Saudi Arabia has announced a new joint initiative with Qatar to finance state employee salaries in Syria. The move aims to stabilise the war-torn country and support its post-conflict recovery.
Saudi Foreign Minister Prince Faisal bin Farhan Al Saud made the announcement on Saturday during a press conference in Damascus. He appeared alongside Syrian Foreign Minister Asaad al-Shibani, underscoring growing regional support for Syria’s transitional government.
Qatar and Saudi Arabia have emerged as key backers of the new Syrian authorities. These authorities replaced former President Bashar al-Assad in December 2024 after nearly 14 years of conflict.
While specific figures were not disclosed during the briefing, earlier remarks by Syrian Finance Minister Mohammed Yosr Bernieh shed some light on the funding scale.
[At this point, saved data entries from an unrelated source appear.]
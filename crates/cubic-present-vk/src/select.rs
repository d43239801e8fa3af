// SPDX-License-Identifier: CEPL-1.0
use ash::vk;
use tracing::{debug, info, warn};

use crate::config::{DevicePolicy, NegotiationConfig};
use crate::error::{NegotiationError, Result};
use crate::probe::{probe_extensions, probe_identity, probe_surface, Candidate, DeviceIdentity};
use crate::queues::{resolve_queue_families, QueueFamilies};
use crate::runtime::InstanceQueries;

/// A device that passed every suitability check.
#[derive(Clone, Debug)]
pub struct SelectedDevice {
    pub candidate: Candidate,
    pub identity: DeviceIdentity,
    pub queues: QueueFamilies,
}

impl SelectedDevice {
    pub fn handle(&self) -> vk::PhysicalDevice {
        self.candidate.handle
    }
}

/// Outcome of evaluating one device, kept for diagnostics.
#[derive(Debug)]
pub struct DeviceReport {
    pub index: usize,
    pub identity: DeviceIdentity,
    pub verdict: Result<QueueFamilies>,
}

impl DeviceReport {
    pub fn is_suitable(&self) -> bool {
        self.verdict.is_ok()
    }
}

pub fn enumerate_candidates(rt: &impl InstanceQueries) -> Result<Vec<Candidate>> {
    let handles = rt
        .physical_devices()
        .map_err(NegotiationError::Enumeration)?;
    if handles.is_empty() {
        return Err(NegotiationError::NoDevicesEnumerated);
    }
    Ok(handles
        .into_iter()
        .enumerate()
        .map(|(index, handle)| Candidate { index, handle })
        .collect())
}

/// Apply the suitability predicate to one device.
///
/// Checks run in order (queue roles, required extensions, surface sets) and
/// the first failing check is the returned rejection. Runtime query failures
/// come back as [`NegotiationError::Query`].
pub fn check_device(
    rt: &impl InstanceQueries,
    device: Candidate,
    config: &NegotiationConfig,
    surface: vk::SurfaceKHR,
) -> Result<QueueFamilies> {
    let queues = resolve_queue_families(rt, device, surface)?;

    let available = probe_extensions(rt, device)?;
    let missing: Vec<String> = config
        .required_extension_names()
        .filter(|name| !available.contains(*name))
        .map(|name| name.to_string_lossy().into_owned())
        .collect();
    if !missing.is_empty() {
        return Err(NegotiationError::MissingRequiredExtension {
            device: device.index,
            missing,
        });
    }

    let support = probe_surface(rt, device, surface)?;
    if !support.is_adequate() {
        return Err(NegotiationError::EmptySurfaceCapabilities {
            device: device.index,
            formats: support.formats.len(),
            present_modes: support.present_modes.len(),
        });
    }

    Ok(queues)
}

/// Pick the device the presentation pipeline will run on.
pub fn select_device(
    rt: &impl InstanceQueries,
    candidates: &[Candidate],
    config: &NegotiationConfig,
    surface: vk::SurfaceKHR,
) -> Result<SelectedDevice> {
    if candidates.is_empty() {
        return Err(NegotiationError::NoDevicesEnumerated);
    }

    let mut best: Option<(u32, SelectedDevice)> = None;

    for &candidate in candidates {
        let identity = probe_identity(rt, candidate);
        let queues = match check_device(rt, candidate, config, surface) {
            Ok(queues) => queues,
            Err(e) if e.is_rejection() => {
                warn!("skipping \"{}\": {e}", identity.name);
                continue;
            }
            Err(e) => return Err(e),
        };

        debug!(
            "device #{} \"{}\" ({:?}) is suitable",
            candidate.index, identity.name, identity.device_type
        );
        let score = identity.type_score();
        let selected = SelectedDevice {
            candidate,
            identity,
            queues,
        };

        match config.device_policy {
            DevicePolicy::FirstSuitable => {
                best = Some((score, selected));
                break;
            }
            DevicePolicy::PreferDiscrete => {
                if best.as_ref().map_or(true, |(s, _)| score > *s) {
                    best = Some((score, selected));
                }
            }
        }
    }

    let (_, selected) = best.ok_or(NegotiationError::NoSuitableDevice {
        examined: candidates.len(),
    })?;
    info!(
        "selected device #{} \"{}\" (graphics family {}, present family {})",
        selected.candidate.index,
        selected.identity.name,
        selected.queues.graphics(),
        selected.queues.present()
    );
    Ok(selected)
}

/// Evaluate every enumerated device without stopping at the first verdict.
pub fn survey_devices(
    rt: &impl InstanceQueries,
    config: &NegotiationConfig,
    surface: vk::SurfaceKHR,
) -> Result<Vec<DeviceReport>> {
    Ok(enumerate_candidates(rt)?
        .into_iter()
        .map(|candidate| DeviceReport {
            index: candidate.index,
            identity: probe_identity(rt, candidate),
            verdict: check_device(rt, candidate, config, surface),
        })
        .collect())
}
In May, Bernieh confirmed Qatar’s commitment to provide $29 million per month for three months to support civil servant salaries.
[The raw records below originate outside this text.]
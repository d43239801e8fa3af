// SPDX-License-Identifier: CEPL-1.0
//! Scripted runtime for tests: fake devices, counted create/destroy calls.

use std::cell::{Cell, RefCell};
use std::collections::BTreeSet;
use std::ffi::{CStr, CString};

use ash::khr::swapchain;
use ash::prelude::VkResult;
use ash::vk::{self, Handle};

use crate::probe::{Candidate, DeviceIdentity};
use crate::runtime::{DeviceCalls, InstanceQueries};

const DEVICE_BASE: u64 = 0x100;

pub struct MockDevice {
    name: String,
    device_type: vk::PhysicalDeviceType,
    families: Vec<(vk::QueueFlags, bool)>,
    extensions: Vec<CString>,
    caps: vk::SurfaceCapabilitiesKHR,
    formats: Vec<vk::SurfaceFormatKHR>,
    present_modes: Vec<vk::PresentModeKHR>,
    surface_error: Option<vk::Result>,
}

impl MockDevice {
    /// Free-size surface, one BGRA8 sRGB format, FIFO only, swapchain
    /// extension present, no queue families.
    pub fn new(name: &str) -> Self {
        Self {
            name: name.to_owned(),
            device_type: vk::PhysicalDeviceType::INTEGRATED_GPU,
            families: Vec::new(),
            extensions: vec![swapchain::NAME.to_owned()],
            caps: vk::SurfaceCapabilitiesKHR {
                min_image_count: 2,
                max_image_count: 8,
                current_extent: vk::Extent2D {
                    width: u32::MAX,
                    height: u32::MAX,
                },
                min_image_extent: vk::Extent2D {
                    width: 1,
                    height: 1,
                },
                max_image_extent: vk::Extent2D {
                    width: 4096,
                    height: 4096,
                },
                supported_transforms: vk::SurfaceTransformFlagsKHR::IDENTITY,
                current_transform: vk::SurfaceTransformFlagsKHR::IDENTITY,
                supported_composite_alpha: vk::CompositeAlphaFlagsKHR::OPAQUE,
                ..Default::default()
            },
            formats: vec![vk::SurfaceFormatKHR {
                format: vk::Format::B8G8R8A8_SRGB,
                color_space: vk::ColorSpaceKHR::SRGB_NONLINEAR,
            }],
            present_modes: vec![vk::PresentModeKHR::FIFO],
            surface_error: None,
        }
    }

    pub fn family(mut self, flags: vk::QueueFlags, present: bool) -> Self {
        self.families.push((flags, present));
        self
    }

    pub fn graphics_present(self) -> Self {
        self.family(vk::QueueFlags::GRAPHICS, true)
    }

    pub fn device_type(mut self, device_type: vk::PhysicalDeviceType) -> Self {
        self.device_type = device_type;
        self
    }

    pub fn extensions(mut self, names: &[&CStr]) -> Self {
        self.extensions = names.iter().map(|n| (*n).to_owned()).collect();
        self
    }

    pub fn capabilities(mut self, caps: vk::SurfaceCapabilitiesKHR) -> Self {
        self.caps = caps;
        self
    }

    pub fn formats(mut self, formats: Vec<vk::SurfaceFormatKHR>) -> Self {
        self.formats = formats;
        self
    }

    pub fn present_modes(mut self, modes: Vec<vk::PresentModeKHR>) -> Self {
        self.present_modes = modes;
        self
    }

    pub fn fail_surface_queries(mut self, result: vk::Result) -> Self {
        self.surface_error = Some(result);
        self
    }
}

#[derive(Default)]
pub struct Counters {
    pub support_queries: Cell<usize>,
    pub surface_queries: Cell<usize>,
    pub swapchains_created: Cell<usize>,
    pub swapchains_destroyed: Cell<usize>,
    pub views_created: Cell<usize>,
    pub views_destroyed: Cell<usize>,
}

fn bump(c: &Cell<usize>) {
    c.set(c.get() + 1);
}

#[derive(Clone, Debug)]
pub struct RecordedSwapchain {
    pub handle: vk::SwapchainKHR,
    pub old_swapchain: vk::SwapchainKHR,
    pub min_image_count: u32,
    pub format: vk::Format,
    pub extent: vk::Extent2D,
    pub present_mode: vk::PresentModeKHR,
    pub sharing_mode: vk::SharingMode,
    pub families: Vec<u32>,
}

#[derive(Clone, Copy, Debug)]
pub struct RecordedView {
    pub image: vk::Image,
    pub format: vk::Format,
    pub view_type: vk::ImageViewType,
    pub aspect: vk::ImageAspectFlags,
    pub level_count: u32,
    pub layer_count: u32,
}

#[derive(Clone, Copy, Debug, PartialEq, Eq)]
enum Event {
    DestroyView,
    DestroySwapchain,
}

pub struct MockRuntime {
    devices: Vec<MockDevice>,
    images_per_chain: usize,
    fail_swapchain: Option<(usize, vk::Result)>,
    swapchain_calls: Cell<usize>,
    images_error: Option<vk::Result>,
    enumeration_error: Option<vk::Result>,
    fail_view_at: Option<usize>,
    next_handle: Cell<u64>,
    view_calls: Cell<usize>,
    counters: Counters,
    swapchains: RefCell<Vec<RecordedSwapchain>>,
    views: RefCell<Vec<RecordedView>>,
    events: RefCell<Vec<Event>>,
    live: RefCell<BTreeSet<u64>>,
}

impl MockRuntime {
    pub fn new(devices: Vec<MockDevice>) -> Self {
        Self {
            devices,
            images_per_chain: 3,
            fail_swapchain: None,
            swapchain_calls: Cell::new(0),
            images_error: None,
            enumeration_error: None,
            fail_view_at: None,
            next_handle: Cell::new(0x1000),
            view_calls: Cell::new(0),
            counters: Counters::default(),
            swapchains: RefCell::new(Vec::new()),
            views: RefCell::new(Vec::new()),
            events: RefCell::new(Vec::new()),
            live: RefCell::new(BTreeSet::new()),
        }
    }

    pub fn images_per_chain(mut self, n: usize) -> Self {
        self.images_per_chain = n;
        self
    }

    pub fn fail_swapchain(self, result: vk::Result) -> Self {
        self.fail_swapchain_at(0, result)
    }

    /// Only the `n`th swapchain creation (0-based) fails.
    pub fn fail_swapchain_at(mut self, n: usize, result: vk::Result) -> Self {
        self.fail_swapchain = Some((n, result));
        self
    }

    pub fn fail_enumeration(mut self, result: vk::Result) -> Self {
        self.enumeration_error = Some(result);
        self
    }

    /// Reading a created swapchain's images fails.
    pub fn fail_images(mut self, result: vk::Result) -> Self {
        self.images_error = Some(result);
        self
    }

    /// The `n`th image-view creation (0-based, counted across the runtime) fails.
    pub fn fail_view_at(mut self, n: usize) -> Self {
        self.fail_view_at = Some(n);
        self
    }

    pub fn candidates(&self) -> Vec<Candidate> {
        (0..self.devices.len())
            .map(|index| Candidate {
                index,
                handle: vk::PhysicalDevice::from_raw(DEVICE_BASE + index as u64),
            })
            .collect()
    }

    pub fn surface(&self) -> vk::SurfaceKHR {
        vk::SurfaceKHR::from_raw(0x5)
    }

    pub fn counters(&self) -> &Counters {
        &self.counters
    }

    pub fn last_swapchain(&self) -> Option<RecordedSwapchain> {
        self.swapchains.borrow().last().cloned()
    }

    pub fn recorded_views(&self) -> Vec<RecordedView> {
        self.views.borrow().clone()
    }

    /// No view was destroyed after the most recent swapchain destruction.
    pub fn views_destroyed_before_swapchain(&self) -> bool {
        let events = self.events.borrow();
        match events.iter().rposition(|e| *e == Event::DestroySwapchain) {
            Some(last) => !events[last..].contains(&Event::DestroyView),
            None => true,
        }
    }

    /// Swapchains and views created and not yet destroyed.
    pub fn live_handles(&self) -> Vec<u64> {
        self.live.borrow().iter().copied().collect()
    }

    fn release(&self, raw: u64, what: &str) {
        assert!(
            self.live.borrow_mut().remove(&raw),
            "{what} {raw:#x} destroyed twice or never created"
        );
    }

    fn device(&self, phys: vk::PhysicalDevice) -> &MockDevice {
        &self.devices[(phys.as_raw() - DEVICE_BASE) as usize]
    }

    fn handle(&self) -> u64 {
        let h = self.next_handle.get();
        self.next_handle.set(h + 1);
        h
    }

    fn surface_result<T>(
        &self,
        phys: vk::PhysicalDevice,
        ok: impl FnOnce(&MockDevice) -> T,
    ) -> VkResult<T> {
        bump(&self.counters.surface_queries);
        let dev = self.device(phys);
        match dev.surface_error {
            Some(e) => Err(e),
            None => Ok(ok(dev)),
        }
    }
}

impl InstanceQueries for MockRuntime {
    fn physical_devices(&self) -> VkResult<Vec<vk::PhysicalDevice>> {
        if let Some(e) = self.enumeration_error {
            return Err(e);
        }
        Ok(self.candidates().into_iter().map(|c| c.handle).collect())
    }

    fn device_identity(&self, phys: vk::PhysicalDevice) -> DeviceIdentity {
        let dev = self.device(phys);
        DeviceIdentity {
            name: dev.name.clone(),
            device_type: dev.device_type,
        }
    }

    fn queue_families(&self, phys: vk::PhysicalDevice) -> Vec<vk::QueueFamilyProperties> {
        self.device(phys)
            .families
            .iter()
            .map(|&(queue_flags, _)| vk::QueueFamilyProperties {
                queue_flags,
                queue_count: 1,
                ..Default::default()
            })
            .collect()
    }

    fn surface_support(
        &self,
        phys: vk::PhysicalDevice,
        family: u32,
        _surface: vk::SurfaceKHR,
    ) -> VkResult<bool> {
        bump(&self.counters.support_queries);
        Ok(self.device(phys).families[family as usize].1)
    }

    fn device_extensions(&self, phys: vk::PhysicalDevice) -> VkResult<Vec<CString>> {
        Ok(self.device(phys).extensions.clone())
    }

    fn surface_capabilities(
        &self,
        phys: vk::PhysicalDevice,
        _surface: vk::SurfaceKHR,
    ) -> VkResult<vk::SurfaceCapabilitiesKHR> {
        self.surface_result(phys, |d| d.caps)
    }

    fn surface_formats(
        &self,
        phys: vk::PhysicalDevice,
        _surface: vk::SurfaceKHR,
    ) -> VkResult<Vec<vk::SurfaceFormatKHR>> {
        self.surface_result(phys, |d| d.formats.clone())
    }

    fn surface_present_modes(
        &self,
        phys: vk::PhysicalDevice,
        _surface: vk::SurfaceKHR,
    ) -> VkResult<Vec<vk::PresentModeKHR>> {
        self.surface_result(phys, |d| d.present_modes.clone())
    }
}

impl DeviceCalls for MockRuntime {
    fn create_swapchain(
        &self,
        info: &vk::SwapchainCreateInfoKHR<'_>,
    ) -> VkResult<vk::SwapchainKHR> {
        let call = self.swapchain_calls.get();
        self.swapchain_calls.set(call + 1);
        match self.fail_swapchain {
            Some((at, e)) if call == at => return Err(e),
            _ => {}
        }
        let families = if info.queue_family_index_count == 0 {
            Vec::new()
        } else {
            // SAFETY: the builder set the pointer and count from one live slice.
            unsafe {
                std::slice::from_raw_parts(
                    info.p_queue_family_indices,
                    info.queue_family_index_count as usize,
                )
            }
            .to_vec()
        };
        let handle = vk::SwapchainKHR::from_raw(self.handle());
        self.live.borrow_mut().insert(handle.as_raw());
        self.swapchains.borrow_mut().push(RecordedSwapchain {
            handle,
            old_swapchain: info.old_swapchain,
            min_image_count: info.min_image_count,
            format: info.image_format,
            extent: info.image_extent,
            present_mode: info.present_mode,
            sharing_mode: info.image_sharing_mode,
            families,
        });
        bump(&self.counters.swapchains_created);
        Ok(handle)
    }

    fn swapchain_images(&self, swapchain: vk::SwapchainKHR) -> VkResult<Vec<vk::Image>> {
        if let Some(e) = self.images_error {
            return Err(e);
        }
        let base = swapchain.as_raw() << 8;
        Ok((0..self.images_per_chain as u64)
            .map(|i| vk::Image::from_raw(base + i))
            .collect())
    }

    fn destroy_swapchain(&self, swapchain: vk::SwapchainKHR) {
        self.release(swapchain.as_raw(), "swapchain");
        self.events.borrow_mut().push(Event::DestroySwapchain);
        bump(&self.counters.swapchains_destroyed);
    }

    fn create_image_view(&self, info: &vk::ImageViewCreateInfo<'_>) -> VkResult<vk::ImageView> {
        let call = self.view_calls.get();
        self.view_calls.set(call + 1);
        if self.fail_view_at == Some(call) {
            return Err(vk::Result::ERROR_OUT_OF_DEVICE_MEMORY);
        }
        self.views.borrow_mut().push(RecordedView {
            image: info.image,
            format: info.format,
            view_type: info.view_type,
            aspect: info.subresource_range.aspect_mask,
            level_count: info.subresource_range.level_count,
            layer_count: info.subresource_range.layer_count,
        });
        bump(&self.counters.views_created);
        let view = self.handle();
        self.live.borrow_mut().insert(view);
        Ok(vk::ImageView::from_raw(view))
    }

    fn destroy_image_view(&self, view: vk::ImageView) {
        self.release(view.as_raw(), "image view");
        self.events.borrow_mut().push(Event::DestroyView);
        bump(&self.counters.views_destroyed);
    }
}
This financial backing signals an effort to rebuild public trust and functionality in Syrian institutions. Both Gulf nations view salary payments as a critical step toward normalising governance and fostering national unity.
The joint announcement comes after the United States reportedly supported the Qatari-led aid plan. Just days later, President Donald Trump revealed that long-standing U.S. sanctions against Syria would be lifted. The European Union has since followed suit, easing economic restrictions as well.
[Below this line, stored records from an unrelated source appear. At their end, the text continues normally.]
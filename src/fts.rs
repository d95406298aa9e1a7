//! Minimal full-text index, simulating the init/text/commit/rollback
//! contract the real subsystem is assumed to expose (out of scope; see
//! crate docs). Kept in-process and in-memory — there is no on-disk index
//! format here, only the staging/commit protocol the flush engine drives.

use std::collections::HashMap;

use crate::ontology::PropertyId;
use crate::types::ResourceId;

/// Staged, then committed, `(resource, property) -> text` entries.
#[derive(Default, Debug)]
pub struct FtsIndex {
    committed: HashMap<(ResourceId, PropertyId), String>,
    pending: HashMap<(ResourceId, PropertyId), Option<String>>,
}

impl FtsIndex {
    pub fn new() -> Self {
        Self::default()
    }

    /// Begins a staging window for the current transaction. Called once per
    /// `begin()`, mirroring the external index's own transaction lifecycle.
    pub fn init(&mut self) {
        self.pending.clear();
    }

    /// Stages the current text for a property's value set (its current
    /// values joined space-separated). Called once per `(resource,
    /// property)` per flush.
    pub fn stage_text(&mut self, resource_id: ResourceId, property: PropertyId, text: String) {
        self.pending.insert((resource_id, property), Some(text));
    }

    /// Stages removal of a property's indexed text, used for the
    /// preload-then-clear step on first touch of an fts-indexed property on
    /// an existing subject.
    pub fn stage_removal(&mut self, resource_id: ResourceId, property: PropertyId) {
        self.pending.insert((resource_id, property), None);
    }

    /// Applies staged entries durably. Called once after all resources in a
    /// transaction have flushed, if any fts update happened.
    pub fn commit(&mut self) {
        for (key, value) in self.pending.drain() {
            match value {
                Some(text) => {
                    self.committed.insert(key, text);
                }
                None => {
                    self.committed.remove(&key);
                }
            }
        }
    }

    /// Discards staged entries without applying them.
    pub fn rollback(&mut self) {
        self.pending.clear();
    }

    /// Returns the committed text for a resource/property pair, for tests.
    pub fn text_for(&self, resource_id: ResourceId, property: PropertyId) -> Option<&str> {
        self.committed.get(&(resource_id, property)).map(String::as_str)
    }

    /// True if anything is currently staged — the flush engine only calls
    /// `commit()` when this holds.
    pub fn has_pending(&self) -> bool {
        !self.pending.is_empty()
    }
}

#[cfg(test)]
mod tests {
    use super::*;

    #[test]
    fn staged_text_applies_on_commit() {
        let mut fts = FtsIndex::new();
        fts.init();
        fts.stage_text(ResourceId(1), PropertyId(0), "hello world".into());
        assert!(fts.text_for(ResourceId(1), PropertyId(0)).is_none());
        fts.commit();
        assert_eq!(fts.text_for(ResourceId(1), PropertyId(0)), Some("hello world"));
    }

    #[test]
    fn rollback_discards_staged_entries() {
        let mut fts = FtsIndex::new();
        fts.init();
        fts.stage_text(ResourceId(1), PropertyId(0), "hello".into());
        fts.rollback();
        fts.commit();
        assert!(fts.text_for(ResourceId(1), PropertyId(0)).is_none());
    }

    #[test]
    fn removal_clears_committed_text() {
        let mut fts = FtsIndex::new();
        fts.init();
        fts.stage_text(ResourceId(1), PropertyId(0), "hello".into());
        fts.commit();
        fts.init();
        fts.stage_removal(ResourceId(1), PropertyId(0));
        fts.commit();
        assert!(fts.text_for(ResourceId(1), PropertyId(0)).is_none());
    }
}
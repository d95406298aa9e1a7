//! Observer Registry: four append-only, synchronous, registration-order
//! callback lists.

use crate::ontology::ClassId;

/// Payload delivered to insert/delete observers, after the decomposer has
/// successfully staged the change.
#[derive(Clone, Debug)]
pub struct ObserverEvent<'a> {
    pub graph: Option<&'a str>,
    pub subject: &'a str,
    pub predicate: &'a str,
    pub object: &'a str,
    pub current_types: &'a [ClassId],
}

/// A registered callback. Observers must not re-enter the engine with
/// mutating operations — this is a documented caller contract, not
/// something the registry enforces at the type level.
pub type Observer = Box<dyn FnMut(&ObserverEvent) + Send>;

/// Four independent, append-only observer lists.
#[derive(Default)]
pub struct ObserverRegistry {
    inserts: Vec<Observer>,
    deletes: Vec<Observer>,
    commits: Vec<Box<dyn FnMut() + Send>>,
    rollbacks: Vec<Box<dyn FnMut() + Send>>,
}

impl ObserverRegistry {
    pub fn new() -> Self {
        Self::default()
    }

    pub fn on_insert(&mut self, observer: Observer) {
        self.inserts.push(observer);
    }

    pub fn on_delete(&mut self, observer: Observer) {
        self.deletes.push(observer);
    }

    pub fn on_commit(&mut self, observer: Box<dyn FnMut() + Send>) {
        self.commits.push(observer);
    }

    pub fn on_rollback(&mut self, observer: Box<dyn FnMut() + Send>) {
        self.rollbacks.push(observer);
    }

    pub fn fire_insert(&mut self, event: &ObserverEvent) {
        for observer in &mut self.inserts {
            observer(event);
        }
    }

    pub fn fire_delete(&mut self, event: &ObserverEvent) {
        for observer in &mut self.deletes {
            observer(event);
        }
    }

    pub fn fire_commit(&mut self) {
        for observer in &mut self.commits {
            observer();
        }
    }

    pub fn fire_rollback(&mut self) {
        for observer in &mut self.rollbacks {
            observer();
        }
    }
}

#[cfg(test)]
mod tests {
    use super::*;
    use std::sync::atomic::{AtomicUsize, Ordering};
    use std::sync::Arc;

    #[test]
    fn observers_fire_in_registration_order() {
        let order = Arc::new(std::sync::Mutex::new(Vec::new()));
        let mut registry = ObserverRegistry::new();
        let o1 = order.clone();
        registry.on_insert(Box::new(move |_| o1.lock().unwrap().push(1)));
        let o2 = order.clone();
        registry.on_insert(Box::new(move |_| o2.lock().unwrap().push(2)));
        let event = ObserverEvent {
            graph: None,
            subject: "http://x/a",
            predicate: "rdf:type",
            object: "nie:InformationElement",
            current_types: &[],
        };
        registry.fire_insert(&event);
        assert_eq!(*order.lock().unwrap(), vec![1, 2]);
    }

    #[test]
    fn commit_and_rollback_observers_fire() {
        let count = Arc::new(AtomicUsize::new(0));
        let mut registry = ObserverRegistry::new();
        let c = count.clone();
        registry.on_commit(Box::new(move || {
            c.fetch_add(1, Ordering::SeqCst);
        }));
        registry.fire_commit();
        assert_eq!(count.load(Ordering::SeqCst), 1);
    }
}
Saturday’s press conference reflects a significant shift in Middle Eastern diplomacy. After years of regional isolation, Syria is now receiving political and financial reintegration, led by Arab powers.
Observers say this funding initiative highlights a new chapter for Syria. Stabilising public sector salaries will help sustain essential government services and encourage broader economic recovery.
The Saudi-Qatari collaboration also showcases improved Gulf coordination on regional matters. By supporting post-conflict governance in Syria, both countries aim to prevent further instability and reduce external influence over the country’s future.